Exhale, Inhale. It’s gone.
Sleep during your history lesson, have double dessert, grin at strangers. Everything is good now. This is relief. Not the kind you get when you spit into your brother’s cereal after he’s been really mean to you and watch him munch it down, completely unaware. Not the kind you get when you finally remember that song’s name after you wrecked your head all week. Not even the kind you get from getting high between periods.
This is the kind you get when John Hambone tells me that he hasn’t heard from you in ages and frankly has no clue where to find you.
All the voices in my head, all the wondering, gone. This is the sound of relief, of silence. This is the little blue pill that makes you feel you are on top of the world.
You are somewhere, long gone and lost. But somewhere out there.
The world turns again, I work, I study, I don’t wonder.
I stop eating everyone’s lunch, biting my nails and craving for fags.
My mind is empty enough so I can stop and look at myself. That curly little bump, barely there but there. That fuel pushing me to leave this fucked up town is back.

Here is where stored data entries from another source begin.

pub mod mock;
pub mod monitor;
pub mod source;
pub mod tracker;

pub use mock::{MockReachability, MockReachabilityHandle};
pub use monitor::ConnectivityMonitor;
pub use source::{ReachabilityEvent, ReachabilitySource};
pub use tracker::{ConnectivitySnapshot, ConnectivityTracker};
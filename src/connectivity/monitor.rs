use std::sync::Arc;
use std::time::Duration;

use chrono::Utc;
use tokio::sync::{mpsc, Mutex};
use tracing::{debug, info};

use crate::connectivity::source::{ReachabilityEvent, ReachabilitySource};
use crate::connectivity::tracker::{ConnectivitySnapshot, ConnectivityTracker, RECOVERY_WINDOW_MS};

/// Connectivity monitor that keeps a tracker current from a source
///
/// Subscribes to the source's transition events on start and holds the
/// subscription until `shutdown` (or drop), which releases it on every
/// path, including mid-offline. One expiry task is spawned per recovery
/// window; stale expiries are filtered by the tracker's epoch check, so
/// callbacks never need to be ordered against each other.
pub struct ConnectivityMonitor {
    state: Arc<Mutex<ConnectivityTracker>>,
    /// Keep-alive for the event task; taking it ends the subscription
    shutdown_tx: Option<mpsc::Sender<()>>,
}

impl ConnectivityMonitor {
    /// Start watching a reachability source
    ///
    /// The tracker's initial state comes from the source's synchronously
    /// readable reachability; an unreadable signal means assume online.
    pub fn start<S>(mut source: S) -> Self
    where
        S: ReachabilitySource + 'static,
    {
        let state = Arc::new(Mutex::new(ConnectivityTracker::new(source.current())));
        let (shutdown_tx, mut shutdown_rx) = mpsc::channel::<()>(1);

        let task_state = state.clone();
        tokio::spawn(async move {
            info!("Connectivity monitor watching source: {}", source.name());

            loop {
                tokio::select! {
                    event = source.next_event() => {
                        match event {
                            Some(ReachabilityEvent::Offline) => {
                                debug!("Reachability lost");
                                task_state.lock().await.mark_offline();
                            }
                            Some(ReachabilityEvent::Online) => {
                                let epoch = task_state.lock().await.mark_online(Utc::now());
                                debug!("Reachability restored (recovery: {})", epoch.is_some());
                                if let Some(epoch) = epoch {
                                    Self::schedule_recovery_expiry(task_state.clone(), epoch);
                                }
                            }
                            None => break,
                        }
                    }
                    _ = shutdown_rx.recv() => break,
                }
            }

            info!("Connectivity monitor stopped");
        });

        Self {
            state,
            shutdown_tx: Some(shutdown_tx),
        }
    }

    /// Spawn the one-shot task that ends a recovery window
    fn schedule_recovery_expiry(state: Arc<Mutex<ConnectivityTracker>>, epoch: u64) {
        tokio::spawn(async move {
            tokio::time::sleep(Duration::from_millis(RECOVERY_WINDOW_MS)).await;
            if state.lock().await.expire_recovery(epoch) {
                debug!("Recovery window ended");
            }
        });
    }

    /// Current connectivity for the presentation layer
    pub async fn snapshot(&self) -> ConnectivitySnapshot {
        self.state.lock().await.snapshot()
    }

    /// Stop watching the source. Idempotent; dropping the monitor has the
    /// same effect.
    pub fn shutdown(&mut self) {
        if self.shutdown_tx.take().is_some() {
            debug!("Connectivity monitor shutting down");
        }
    }
}

impl Drop for ConnectivityMonitor {
    fn drop(&mut self) {
        self.shutdown();
    }
}

#[cfg(test)]
mod tests {
    use super::*;
    use crate::connectivity::mock::MockReachability;

    /// Let spawned monitor tasks run to quiescence
    async fn settle() {
        for _ in 0..16 {
            tokio::task::yield_now().await;
        }
    }

    #[tokio::test(start_paused = true)]
    async fn test_recovery_window_expires_after_five_seconds() {
        let (source, handle) = MockReachability::new(Some(true));
        let monitor = ConnectivityMonitor::start(source);

        handle.go_offline();
        settle().await;
        assert!(!monitor.snapshot().await.is_online);

        handle.go_online();
        settle().await;
        let snap = monitor.snapshot().await;
        assert!(snap.is_online);
        assert!(snap.was_offline);
        assert!(snap.last_online_at.is_some());

        // Just short of the window the flag is still up
        tokio::time::advance(Duration::from_millis(RECOVERY_WINDOW_MS - 100)).await;
        settle().await;
        assert!(monitor.snapshot().await.was_offline);

        tokio::time::advance(Duration::from_millis(200)).await;
        settle().await;
        let snap = monitor.snapshot().await;
        assert!(snap.is_online);
        assert!(!snap.was_offline);
    }

    #[tokio::test(start_paused = true)]
    async fn test_online_without_offline_raises_no_recovery() {
        let (source, handle) = MockReachability::new(Some(true));
        let monitor = ConnectivityMonitor::start(source);

        handle.go_online();
        settle().await;

        let snap = monitor.snapshot().await;
        assert!(snap.is_online);
        assert!(!snap.was_offline);
        assert!(snap.last_online_at.is_some());
    }

    #[tokio::test(start_paused = true)]
    async fn test_reentrant_recovery_gets_a_fresh_window() {
        let (source, handle) = MockReachability::new(Some(true));
        let monitor = ConnectivityMonitor::start(source);

        handle.go_offline();
        handle.go_online();
        settle().await;

        // Second cycle 3 s into the first window
        tokio::time::advance(Duration::from_millis(3000)).await;
        handle.go_offline();
        handle.go_online();
        settle().await;

        // 6 s after the first recovery its timer has fired, but the second
        // window is still open
        tokio::time::advance(Duration::from_millis(3000)).await;
        settle().await;
        assert!(monitor.snapshot().await.was_offline);

        tokio::time::advance(Duration::from_millis(2100)).await;
        settle().await;
        assert!(!monitor.snapshot().await.was_offline);
    }

    #[tokio::test(start_paused = true)]
    async fn test_unreadable_signal_assumes_online() {
        let (source, _handle) = MockReachability::new(None);
        let monitor = ConnectivityMonitor::start(source);

        settle().await;
        assert!(monitor.snapshot().await.is_online);
    }

    #[tokio::test(start_paused = true)]
    async fn test_shutdown_mid_offline_is_idempotent() {
        let (source, handle) = MockReachability::new(Some(true));
        let mut monitor = ConnectivityMonitor::start(source);

        handle.go_offline();
        settle().await;
        assert!(!monitor.snapshot().await.is_online);

        monitor.shutdown();
        monitor.shutdown();
        settle().await;

        // Events after teardown are no longer observed, but the last
        // snapshot stays readable
        handle.go_online();
        settle().await;
        let snap = monitor.snapshot().await;
        assert!(!snap.is_online);
        assert!(!snap.was_offline);
    }

    #[tokio::test(start_paused = true)]
    async fn test_source_closing_ends_the_subscription() {
        let (source, handle) = MockReachability::new(Some(true));
        let monitor = ConnectivityMonitor::start(source);

        handle.go_offline();
        drop(handle);
        settle().await;

        assert!(!monitor.snapshot().await.is_online);
    }
}
use serde::{Deserialize, Serialize};
use std::fs;
use std::path::PathBuf;
use tracing::warn;

use crate::playback::PlaybackClock;

/// Persistent player preferences
///
/// Applied to the clock through its operations at startup; `reset` still
/// restores the clock's built-in defaults, not these.
#[derive(Debug, Clone, PartialEq, Serialize, Deserialize)]
pub struct PlayerSettings {
    pub playback_speed: f64,
    pub camera_follow: bool,
    pub skip_idle: bool,
}

impl Default for PlayerSettings {
    fn default() -> Self {
        Self {
            playback_speed: 1.0,
            camera_follow: true,
            skip_idle: false,
        }
    }
}

impl PlayerSettings {
    fn config_path() -> Option<PathBuf> {
        dirs::config_dir().map(|p| p.join("ride-viz").join("settings.json"))
    }

    pub fn load() -> Self {
        if let Some(path) = Self::config_path() {
            if path.exists() {
                if let Ok(contents) = fs::read_to_string(&path) {
                    match serde_json::from_str(&contents) {
                        Ok(settings) => return settings,
                        Err(e) => warn!("Ignoring unreadable settings file: {}", e),
                    }
                }
            }
        }
        Self::default()
    }

    pub fn save(&self) {
        if let Some(path) = Self::config_path() {
            if let Some(parent) = path.parent() {
                let _ = fs::create_dir_all(parent);
            }
            if let Ok(json) = serde_json::to_string_pretty(self) {
                if let Err(e) = fs::write(&path, json) {
                    warn!("Failed to save settings: {}", e);
                }
            }
        }
    }

    /// Push these preferences into a clock
    pub fn apply(&self, clock: &mut PlaybackClock) {
        clock.set_playback_speed(self.playback_speed);
        clock.set_camera_follow(self.camera_follow);
        clock.set_skip_idle(self.skip_idle);
    }

    /// Capture the preference-shaped part of a clock's state
    pub fn capture(clock: &PlaybackClock) -> Self {
        Self {
            playback_speed: clock.playback_speed(),
            camera_follow: clock.camera_follow(),
            skip_idle: clock.skip_idle(),
        }
    }
}
pub mod clock;

pub use clock::PlaybackClock;

/// Conventional playback speed steps exposed by the speed selector
///
/// The clock accepts any positive multiplier verbatim; this ladder is a UI
/// convention, not an engine invariant.
pub const PLAYBACK_SPEEDS: [f64; 8] = [0.5, 1.0, 2.0, 4.0, 8.0, 16.0, 32.0, 64.0];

I work longer hours this week, screw my fingers sewing and control the secret impulse to let them slip under the machine’s needle. I reckon it would sew right though.
And because you are completely unreal again I let myself wonder.
I wonder to entertain myself if you have gotten new tattoos, if you write songs, if you play every night, if you have had a near death experience, if you think about me.
I get A in math’s, watch Across the Universe with Hannah who complains bitterly about the music, fight with Giacopo.
I wonder if you like the Beatles, if you have brothers or sisters, if you had a mayor in college, if you’ve been in a fight.
And everything just shifts back to normal. I skip Friday’s party and sleep 12 hours in a row, I count my cash, I make Mickey mouse pancakes.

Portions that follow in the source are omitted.